Wherever a line of the listing holds the string "false", copy that line.

::::::::

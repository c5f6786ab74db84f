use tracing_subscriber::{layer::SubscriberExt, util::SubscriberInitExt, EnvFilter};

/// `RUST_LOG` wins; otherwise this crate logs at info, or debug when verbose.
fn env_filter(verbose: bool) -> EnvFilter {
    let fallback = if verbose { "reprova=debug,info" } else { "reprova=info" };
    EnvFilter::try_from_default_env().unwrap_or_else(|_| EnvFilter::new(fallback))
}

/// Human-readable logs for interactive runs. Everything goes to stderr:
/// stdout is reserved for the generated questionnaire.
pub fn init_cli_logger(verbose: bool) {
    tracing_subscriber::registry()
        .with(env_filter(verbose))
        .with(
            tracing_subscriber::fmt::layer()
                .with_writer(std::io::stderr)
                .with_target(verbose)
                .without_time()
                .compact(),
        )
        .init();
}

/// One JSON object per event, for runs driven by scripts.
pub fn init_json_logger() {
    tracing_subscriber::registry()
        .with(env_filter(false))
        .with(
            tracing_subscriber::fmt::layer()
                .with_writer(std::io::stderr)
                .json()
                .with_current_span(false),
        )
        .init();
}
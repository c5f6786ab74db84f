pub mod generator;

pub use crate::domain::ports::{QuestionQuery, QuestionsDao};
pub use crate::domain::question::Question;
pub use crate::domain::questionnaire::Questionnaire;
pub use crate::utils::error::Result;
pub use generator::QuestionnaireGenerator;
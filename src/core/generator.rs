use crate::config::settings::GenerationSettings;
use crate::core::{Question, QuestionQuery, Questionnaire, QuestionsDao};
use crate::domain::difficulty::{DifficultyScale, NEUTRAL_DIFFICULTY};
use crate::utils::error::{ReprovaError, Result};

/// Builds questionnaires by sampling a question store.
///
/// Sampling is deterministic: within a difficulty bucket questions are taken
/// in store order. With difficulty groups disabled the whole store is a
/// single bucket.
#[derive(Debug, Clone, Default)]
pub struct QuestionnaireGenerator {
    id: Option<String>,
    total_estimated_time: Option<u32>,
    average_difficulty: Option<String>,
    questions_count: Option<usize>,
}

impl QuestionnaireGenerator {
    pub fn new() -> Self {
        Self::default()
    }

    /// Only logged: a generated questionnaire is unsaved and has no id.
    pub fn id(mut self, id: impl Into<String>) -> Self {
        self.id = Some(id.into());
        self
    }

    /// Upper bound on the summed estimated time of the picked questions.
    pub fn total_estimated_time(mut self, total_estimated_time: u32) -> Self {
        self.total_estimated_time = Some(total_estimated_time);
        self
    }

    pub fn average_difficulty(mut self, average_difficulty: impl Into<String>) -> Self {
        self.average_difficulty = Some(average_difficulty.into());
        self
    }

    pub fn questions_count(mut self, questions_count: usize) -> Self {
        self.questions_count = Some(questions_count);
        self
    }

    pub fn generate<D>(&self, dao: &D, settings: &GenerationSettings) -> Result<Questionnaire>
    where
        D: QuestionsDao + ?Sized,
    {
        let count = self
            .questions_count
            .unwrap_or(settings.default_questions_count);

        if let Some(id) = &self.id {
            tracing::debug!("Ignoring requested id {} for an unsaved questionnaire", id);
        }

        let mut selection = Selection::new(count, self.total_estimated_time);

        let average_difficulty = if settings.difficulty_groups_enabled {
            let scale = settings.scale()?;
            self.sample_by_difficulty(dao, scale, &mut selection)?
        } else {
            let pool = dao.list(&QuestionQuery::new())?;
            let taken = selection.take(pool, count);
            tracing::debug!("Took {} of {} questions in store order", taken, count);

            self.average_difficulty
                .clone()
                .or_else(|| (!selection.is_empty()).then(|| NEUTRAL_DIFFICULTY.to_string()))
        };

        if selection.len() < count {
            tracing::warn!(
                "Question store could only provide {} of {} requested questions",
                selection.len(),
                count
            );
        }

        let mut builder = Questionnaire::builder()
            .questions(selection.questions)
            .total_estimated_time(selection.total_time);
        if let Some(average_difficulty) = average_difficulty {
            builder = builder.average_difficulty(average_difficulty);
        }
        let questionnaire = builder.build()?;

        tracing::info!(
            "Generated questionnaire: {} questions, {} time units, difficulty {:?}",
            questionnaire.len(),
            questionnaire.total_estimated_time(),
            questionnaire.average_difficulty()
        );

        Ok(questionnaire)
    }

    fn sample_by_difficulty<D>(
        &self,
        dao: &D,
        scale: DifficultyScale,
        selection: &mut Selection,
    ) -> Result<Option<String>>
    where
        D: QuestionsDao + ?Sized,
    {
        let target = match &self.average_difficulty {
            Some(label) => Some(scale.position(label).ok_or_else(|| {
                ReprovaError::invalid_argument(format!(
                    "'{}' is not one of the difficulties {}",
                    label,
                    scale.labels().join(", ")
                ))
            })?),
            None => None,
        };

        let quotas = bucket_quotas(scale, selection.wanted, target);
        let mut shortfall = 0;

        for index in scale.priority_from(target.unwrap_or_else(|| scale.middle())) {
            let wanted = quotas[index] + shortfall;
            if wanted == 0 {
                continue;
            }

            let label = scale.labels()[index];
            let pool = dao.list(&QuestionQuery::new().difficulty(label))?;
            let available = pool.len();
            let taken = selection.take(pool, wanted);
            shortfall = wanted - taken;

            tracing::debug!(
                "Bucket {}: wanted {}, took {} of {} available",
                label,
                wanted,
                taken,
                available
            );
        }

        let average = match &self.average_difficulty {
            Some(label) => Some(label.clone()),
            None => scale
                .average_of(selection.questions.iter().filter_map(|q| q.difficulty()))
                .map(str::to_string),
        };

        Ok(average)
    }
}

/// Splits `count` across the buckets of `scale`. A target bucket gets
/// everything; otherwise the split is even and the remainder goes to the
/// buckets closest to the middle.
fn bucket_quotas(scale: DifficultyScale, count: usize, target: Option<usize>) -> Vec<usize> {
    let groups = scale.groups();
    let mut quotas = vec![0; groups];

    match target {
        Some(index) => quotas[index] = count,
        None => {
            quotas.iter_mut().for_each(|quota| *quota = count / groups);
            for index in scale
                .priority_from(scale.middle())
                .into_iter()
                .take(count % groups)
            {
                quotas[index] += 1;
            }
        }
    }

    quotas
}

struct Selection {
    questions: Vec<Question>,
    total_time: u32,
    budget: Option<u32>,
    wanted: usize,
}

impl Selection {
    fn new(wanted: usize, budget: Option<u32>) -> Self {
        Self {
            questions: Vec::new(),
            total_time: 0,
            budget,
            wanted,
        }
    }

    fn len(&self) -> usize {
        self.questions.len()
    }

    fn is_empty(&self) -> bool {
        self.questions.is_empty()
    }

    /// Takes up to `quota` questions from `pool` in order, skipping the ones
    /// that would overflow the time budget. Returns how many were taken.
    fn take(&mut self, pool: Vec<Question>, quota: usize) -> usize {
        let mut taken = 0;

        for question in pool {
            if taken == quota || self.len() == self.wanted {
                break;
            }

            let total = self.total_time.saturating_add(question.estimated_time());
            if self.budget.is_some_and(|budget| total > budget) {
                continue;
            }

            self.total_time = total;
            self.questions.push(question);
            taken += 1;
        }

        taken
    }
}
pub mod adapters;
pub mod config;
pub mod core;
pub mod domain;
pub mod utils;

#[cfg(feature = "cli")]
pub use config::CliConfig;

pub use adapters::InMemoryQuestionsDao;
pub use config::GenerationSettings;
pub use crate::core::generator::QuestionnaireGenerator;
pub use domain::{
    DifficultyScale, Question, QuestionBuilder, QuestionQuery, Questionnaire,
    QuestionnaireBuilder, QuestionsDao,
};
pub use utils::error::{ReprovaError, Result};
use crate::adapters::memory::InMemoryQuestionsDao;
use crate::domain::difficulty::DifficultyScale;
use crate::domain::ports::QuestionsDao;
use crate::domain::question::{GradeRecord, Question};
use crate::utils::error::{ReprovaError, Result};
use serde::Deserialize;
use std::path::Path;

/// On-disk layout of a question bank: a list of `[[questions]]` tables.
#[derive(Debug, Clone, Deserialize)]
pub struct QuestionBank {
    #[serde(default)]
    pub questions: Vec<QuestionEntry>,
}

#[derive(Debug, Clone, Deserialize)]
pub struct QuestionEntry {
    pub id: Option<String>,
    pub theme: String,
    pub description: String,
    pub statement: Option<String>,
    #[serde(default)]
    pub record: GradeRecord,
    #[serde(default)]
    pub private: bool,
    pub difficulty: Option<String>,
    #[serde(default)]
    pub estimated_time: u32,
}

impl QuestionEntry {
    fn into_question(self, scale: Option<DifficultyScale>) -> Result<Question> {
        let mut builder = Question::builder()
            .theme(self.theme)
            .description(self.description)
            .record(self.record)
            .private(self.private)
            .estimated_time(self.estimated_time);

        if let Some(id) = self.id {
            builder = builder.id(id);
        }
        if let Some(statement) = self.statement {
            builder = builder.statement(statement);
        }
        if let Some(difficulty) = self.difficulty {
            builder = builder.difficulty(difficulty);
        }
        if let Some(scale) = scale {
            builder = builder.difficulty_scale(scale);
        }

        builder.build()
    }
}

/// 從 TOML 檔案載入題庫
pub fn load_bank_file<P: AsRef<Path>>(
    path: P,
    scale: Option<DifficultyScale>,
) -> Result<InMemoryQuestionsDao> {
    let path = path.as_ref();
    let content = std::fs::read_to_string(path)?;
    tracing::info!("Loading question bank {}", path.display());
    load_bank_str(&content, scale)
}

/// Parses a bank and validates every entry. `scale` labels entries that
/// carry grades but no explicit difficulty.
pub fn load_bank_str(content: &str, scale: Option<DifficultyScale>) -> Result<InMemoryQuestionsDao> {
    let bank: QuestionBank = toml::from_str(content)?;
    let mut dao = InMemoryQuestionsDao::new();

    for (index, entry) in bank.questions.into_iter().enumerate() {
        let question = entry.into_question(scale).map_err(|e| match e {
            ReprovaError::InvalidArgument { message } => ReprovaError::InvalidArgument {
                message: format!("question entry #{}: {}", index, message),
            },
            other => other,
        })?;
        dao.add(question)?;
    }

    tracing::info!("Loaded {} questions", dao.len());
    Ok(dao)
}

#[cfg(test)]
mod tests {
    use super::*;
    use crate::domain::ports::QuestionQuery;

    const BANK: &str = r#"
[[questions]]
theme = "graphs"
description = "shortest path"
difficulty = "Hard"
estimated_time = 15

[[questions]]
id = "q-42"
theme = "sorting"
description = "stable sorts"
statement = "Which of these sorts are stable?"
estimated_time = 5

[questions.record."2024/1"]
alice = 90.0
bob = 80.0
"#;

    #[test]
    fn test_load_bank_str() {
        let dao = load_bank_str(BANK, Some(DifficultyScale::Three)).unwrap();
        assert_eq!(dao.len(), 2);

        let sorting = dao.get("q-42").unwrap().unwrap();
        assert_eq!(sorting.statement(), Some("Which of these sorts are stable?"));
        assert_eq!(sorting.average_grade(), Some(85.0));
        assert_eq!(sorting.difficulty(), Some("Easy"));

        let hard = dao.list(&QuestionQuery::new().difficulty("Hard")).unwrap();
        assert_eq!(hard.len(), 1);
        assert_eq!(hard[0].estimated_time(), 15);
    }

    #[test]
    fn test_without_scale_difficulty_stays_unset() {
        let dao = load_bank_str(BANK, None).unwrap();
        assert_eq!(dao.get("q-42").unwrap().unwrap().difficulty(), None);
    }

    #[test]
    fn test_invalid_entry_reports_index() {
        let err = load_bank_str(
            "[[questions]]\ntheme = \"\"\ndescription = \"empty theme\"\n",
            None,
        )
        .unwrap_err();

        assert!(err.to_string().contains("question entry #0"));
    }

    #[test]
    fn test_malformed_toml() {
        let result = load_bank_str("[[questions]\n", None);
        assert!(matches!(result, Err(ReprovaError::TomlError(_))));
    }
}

::::::::

**Answer for the task**
        .with(env_filter(false))
                .with_current_span(false),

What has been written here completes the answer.